A part of feeling like a “fellow citizen” is having the same opportunities that others do. And that’s exactly what the local church in Thailand is leaning into.
“We want to make sure that there are no children and families left behind, especially migrant children and their families. They don’t have any other resources,” says Patramai, a local church staff.
For especially vulnerable migrant families like Mimi’s and Mamaway’s, the local church is working in overdrive during this pandemic to:
- regularly deliver food parcels including things like rice, canned fish, cooking oil, eggs, dried foods and more, with a budget of CAD $42 per family.
- cover costs for travel expenses, like for Mimi’s husband to travel back and forth from medical appointments
- provide essential household sanitation supplies and hygiene supplies to keep families healthy
- make sure no family feels alone by administering regular socially distant visits, prayer times and times of encouragement from church staff and local pastors
And though the local church in Thailand has been a steady presence for migrant families during the pandemic, they have been walking with these families long before, too.
“The project has always helped us with transporting my children to school, school uniforms, storage to keep my children’s clothes and mattresses,” says Mamaway’s mom, Nawkey.
“Without the project, I wouldn’t have the opportunity to go to school, I wouldn’t have support for nutrition and the encouragement that keeps me joyful,” says Mamaway.
As for Mimi, her kids have found a place of safety, comfort and provision at their Compassion centre, even amidst their father’s battle with leprosy.
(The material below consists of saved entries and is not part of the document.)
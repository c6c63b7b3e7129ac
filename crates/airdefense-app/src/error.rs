use thiserror::Error;

use airdefense_core::error::SimError;

/// Failures of the driver loop itself.
#[derive(Debug, Error)]
pub enum LoopError {
    #[error("simulation could not start: {0}")]
    Sim(#[from] SimError),

    #[error("failed to spawn the simulation thread: {0}")]
    Spawn(#[source] std::io::Error),

    #[error(transparent)]
    Io(#[from] std::io::Error),

    #[error("simulation loop has stopped")]
    Stopped,
}
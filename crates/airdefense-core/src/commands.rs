//! Operator commands sent from outside the simulation.
//!
//! Commands are queued and applied at the next tick boundary.

use serde::{Deserialize, Serialize};

#[derive(Debug, Clone, Copy, PartialEq, Eq, Serialize, Deserialize)]
#[serde(tag = "type")]
pub enum OperatorCommand {
    /// Destroy the `index`-th non-destroyed target in id order.
    /// Out-of-range indices are ignored.
    DestroyNthActive { index: usize },
}
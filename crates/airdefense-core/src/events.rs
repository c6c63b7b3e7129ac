//! Events emitted by the simulation for logging and UI feedback.
//!
//! The engine only produces these values; presentation lives with whoever
//! consumes them.

use serde::{Deserialize, Serialize};

use crate::enums::*;
use crate::state::TargetView;

#[derive(Debug, Clone, PartialEq, Serialize, Deserialize)]
#[serde(tag = "type")]
pub enum SimEvent {
    /// The driver started with this many targets in the registry.
    SystemStart { target_count: usize },
    /// The driver stopped.
    SystemStop,
    /// One scan completed.
    ScanSummary {
        reading_count: usize,
        /// Readings at or above the engagement threshold.
        priority_count: usize,
    },
    TargetSpawned { target: TargetView },
    EngagementStarted { target: TargetView },
    TargetDestroyed {
        target: TargetView,
        cause: DestructionCause,
    },
    EngagementMissed { target: TargetView },
    /// The engaged target vanished or died before the shot resolved.
    EngagementAborted { target_id: u32 },
    TargetRemoved { target_id: u32, reason: RemovalReason },
    /// A tick failed and was abandoned.
    Error { message: String },
}
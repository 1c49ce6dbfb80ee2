//! Parse error kinds.

use std::fmt;

use vdf_tokenizer::{LexError, TokenKind};

use crate::IncludeError;

/// What went wrong while parsing.
#[derive(Debug, Clone, PartialEq)]
pub enum ParseErrorKind {
    /// The tokenizer failed (I/O error or unfinished string).
    Lex(LexError),
    /// A key was expected.
    UnexpectedToken {
        /// The kind of token found instead.
        found: TokenKind,
    },
    /// A `}` with no matching `{`.
    DanglingCloseBrace,
    /// Input ended inside a block.
    UnclosedBlock,
    /// Input ended after a key.
    MissingValue,
    /// Blocks and includes nested deeper than the configured limit.
    NestingTooDeep {
        /// The configured limit.
        limit: usize,
    },
    /// An include could not be followed.
    Include(IncludeError),
}

impl fmt::Display for ParseErrorKind {
    fn fmt(&self, f: &mut fmt::Formatter<'_>) -> fmt::Result {
        match self {
            ParseErrorKind::Lex(e) => write!(f, "{}", e),
            ParseErrorKind::UnexpectedToken { found } => {
                write!(f, "unexpected token {}, expected string", found)
            }
            ParseErrorKind::DanglingCloseBrace => write!(f, "unexpected closing brace"),
            ParseErrorKind::UnclosedBlock => write!(f, "unclosed block"),
            ParseErrorKind::MissingValue => write!(f, "key has no value"),
            ParseErrorKind::NestingTooDeep { limit } => {
                write!(f, "nesting deeper than {} levels", limit)
            }
            ParseErrorKind::Include(e) => write!(f, "{}", e),
        }
    }
}
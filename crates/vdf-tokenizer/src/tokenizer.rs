//! Tokenizer for VDF text.

use std::io::{self, BufRead, BufReader, Read};
use std::sync::Arc;
use std::sync::atomic::AtomicBool;

use tracing::trace;

use crate::{LexError, Position, PositionReader, Token, TokenKind};

/// A tokenizer that produces tokens from a byte source.
///
/// Runs as an iterator; the sequence ends at end of input or right after the
/// first [`TokenKind::Error`] token.
pub struct Tokenizer<R> {
    reader: PositionReader<R>,
    /// File identifier stamped on every token position.
    file: Option<Arc<str>>,
    /// Set once end of input or an error has been produced.
    done: bool,
}

/// How a string scan stopped.
enum StringEnd {
    /// Closing quote, or a delimiter that was pushed back.
    Delimited,
    /// End of input.
    EndOfInput,
    /// End of input right after a backslash.
    DanglingEscape,
}

impl<R: Read> Tokenizer<BufReader<R>> {
    /// Create a tokenizer over an unbuffered reader.
    pub fn from_reader(reader: R) -> Self {
        Self::new(BufReader::new(reader))
    }
}

impl<R: BufRead> Tokenizer<R> {
    /// Create a tokenizer over a buffered reader.
    pub fn new(reader: R) -> Self {
        Self {
            reader: PositionReader::new(reader),
            file: None,
            done: false,
        }
    }

    /// Name the source; the name shows up in every token position.
    pub fn with_file(mut self, file: Option<Arc<str>>) -> Self {
        self.file = file;
        self
    }

    /// Treat the input as ended once `flag` is set.
    pub fn with_cancel(mut self, flag: Arc<AtomicBool>) -> Self {
        self.reader = self.reader.with_cancel(flag);
        self
    }

    /// The file identifier, if any.
    pub fn file(&self) -> Option<&Arc<str>> {
        self.file.as_ref()
    }

    /// The current read position.
    pub fn current_position(&self) -> Position {
        self.reader.position(self.file.as_ref())
    }

    /// Get the next token, or `None` once the input is exhausted.
    pub fn next_token(&mut self) -> Option<Token> {
        if self.done {
            return None;
        }

        let token = match self.lex() {
            Ok(Some(token)) => token,
            Ok(None) => {
                self.done = true;
                return None;
            }
            Err(e) => Token::error(LexError::from(e), self.current_position()),
        };

        if token.kind == TokenKind::Error {
            self.done = true;
        }
        trace!(
            "Token {:?} at {}: {:?}",
            token.kind, token.position, token.text
        );
        Some(token)
    }

    fn lex(&mut self) -> io::Result<Option<Token>> {
        let Some(first) = self.skip_whitespace()? else {
            return Ok(None);
        };
        let start = self.current_position();

        let token = match first {
            b'"' => {
                self.reader.read_byte()?;
                let mut buf = Vec::new();
                match self.read_string(&mut buf, is_quote)? {
                    StringEnd::Delimited => Token::new(TokenKind::String, decode(buf), start),
                    StringEnd::EndOfInput | StringEnd::DanglingEscape => {
                        Token::error(LexError::UnterminatedString, start)
                    }
                }
            }
            b'{' => {
                self.reader.read_byte()?;
                Token::new(TokenKind::OpenBrace, String::new(), start)
            }
            b'}' => {
                self.reader.read_byte()?;
                Token::new(TokenKind::CloseBrace, String::new(), start)
            }
            b'/' => {
                self.reader.read_byte()?;
                let line = self.reader.read_line()?.unwrap_or_default();
                Token::new(TokenKind::Comment, decode(line), start)
            }
            _ => {
                let mut buf = Vec::new();
                match self.read_string(&mut buf, is_unquoted_delimiter)? {
                    StringEnd::Delimited => {
                        self.unread()?;
                        Token::new(TokenKind::String, decode(buf), start)
                    }
                    StringEnd::EndOfInput => Token::new(TokenKind::String, decode(buf), start),
                    StringEnd::DanglingEscape => Token::error(LexError::DanglingEscape, start),
                }
            }
        };
        Ok(Some(token))
    }

    /// Skip whitespace and return the next byte without consuming it.
    fn skip_whitespace(&mut self) -> io::Result<Option<u8>> {
        loop {
            match self.reader.read_byte()? {
                None => return Ok(None),
                Some(b) if is_whitespace(b) => continue,
                Some(b) => {
                    self.unread()?;
                    return Ok(Some(b));
                }
            }
        }
    }

    /// Read string content into `buf` until `is_end` matches an unescaped byte.
    ///
    /// The terminating byte is consumed; unquoted callers push it back.
    fn read_string(&mut self, buf: &mut Vec<u8>, is_end: fn(u8) -> bool) -> io::Result<StringEnd> {
        let mut escaped = false;
        loop {
            let Some(b) = self.reader.read_byte()? else {
                return Ok(if escaped {
                    StringEnd::DanglingEscape
                } else {
                    StringEnd::EndOfInput
                });
            };

            if escaped {
                escaped = false;
                buf.push(unescape(b));
                continue;
            }

            if b == b'\\' {
                escaped = true;
                continue;
            }

            if is_end(b) {
                return Ok(StringEnd::Delimited);
            }

            buf.push(b);
        }
    }

    fn unread(&mut self) -> io::Result<()> {
        self.reader.unread_byte().map_err(io::Error::other)
    }
}

impl<R: BufRead> Iterator for Tokenizer<R> {
    type Item = Token;

    fn next(&mut self) -> Option<Self::Item> {
        self.next_token()
    }
}

impl<R: BufRead> std::iter::FusedIterator for Tokenizer<R> {}

/// Byte produced by a backslash escape.
fn unescape(b: u8) -> u8 {
    match b {
        b'n' => b'\n',
        b'r' => b'\r',
        b't' => b'\t',
        other => other,
    }
}

fn is_whitespace(b: u8) -> bool {
    matches!(b, b' ' | b'\t' | b'\n' | b'\r')
}

fn is_quote(b: u8) -> bool {
    b == b'"'
}

fn is_unquoted_delimiter(b: u8) -> bool {
    is_whitespace(b) || matches!(b, b'{' | b'}' | b'/' | b'"')
}

fn decode(bytes: Vec<u8>) -> String {
    match String::from_utf8(bytes) {
        Ok(s) => s,
        Err(e) => String::from_utf8_lossy(e.as_bytes()).into_owned(),
    }
}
“My daughter says that when COVID-19 is gone, the first thing she wants to do is to go back to school. She says she misses going to the project. She misses all of you and she misses playing games with her friends and dancing to the songs together,” says Mimi.
It’s through God’s grace and the generosity of the Body of Christ around the world that our local church partners in Thailand and beyond can allow migrant families to be seen, cared for and loved without boundaries. And though we have seen such freedom and joy come from walking with these families before and during COVID-19, we also know there are still hundreds of thousands of other migrant families who need desperate help in these times.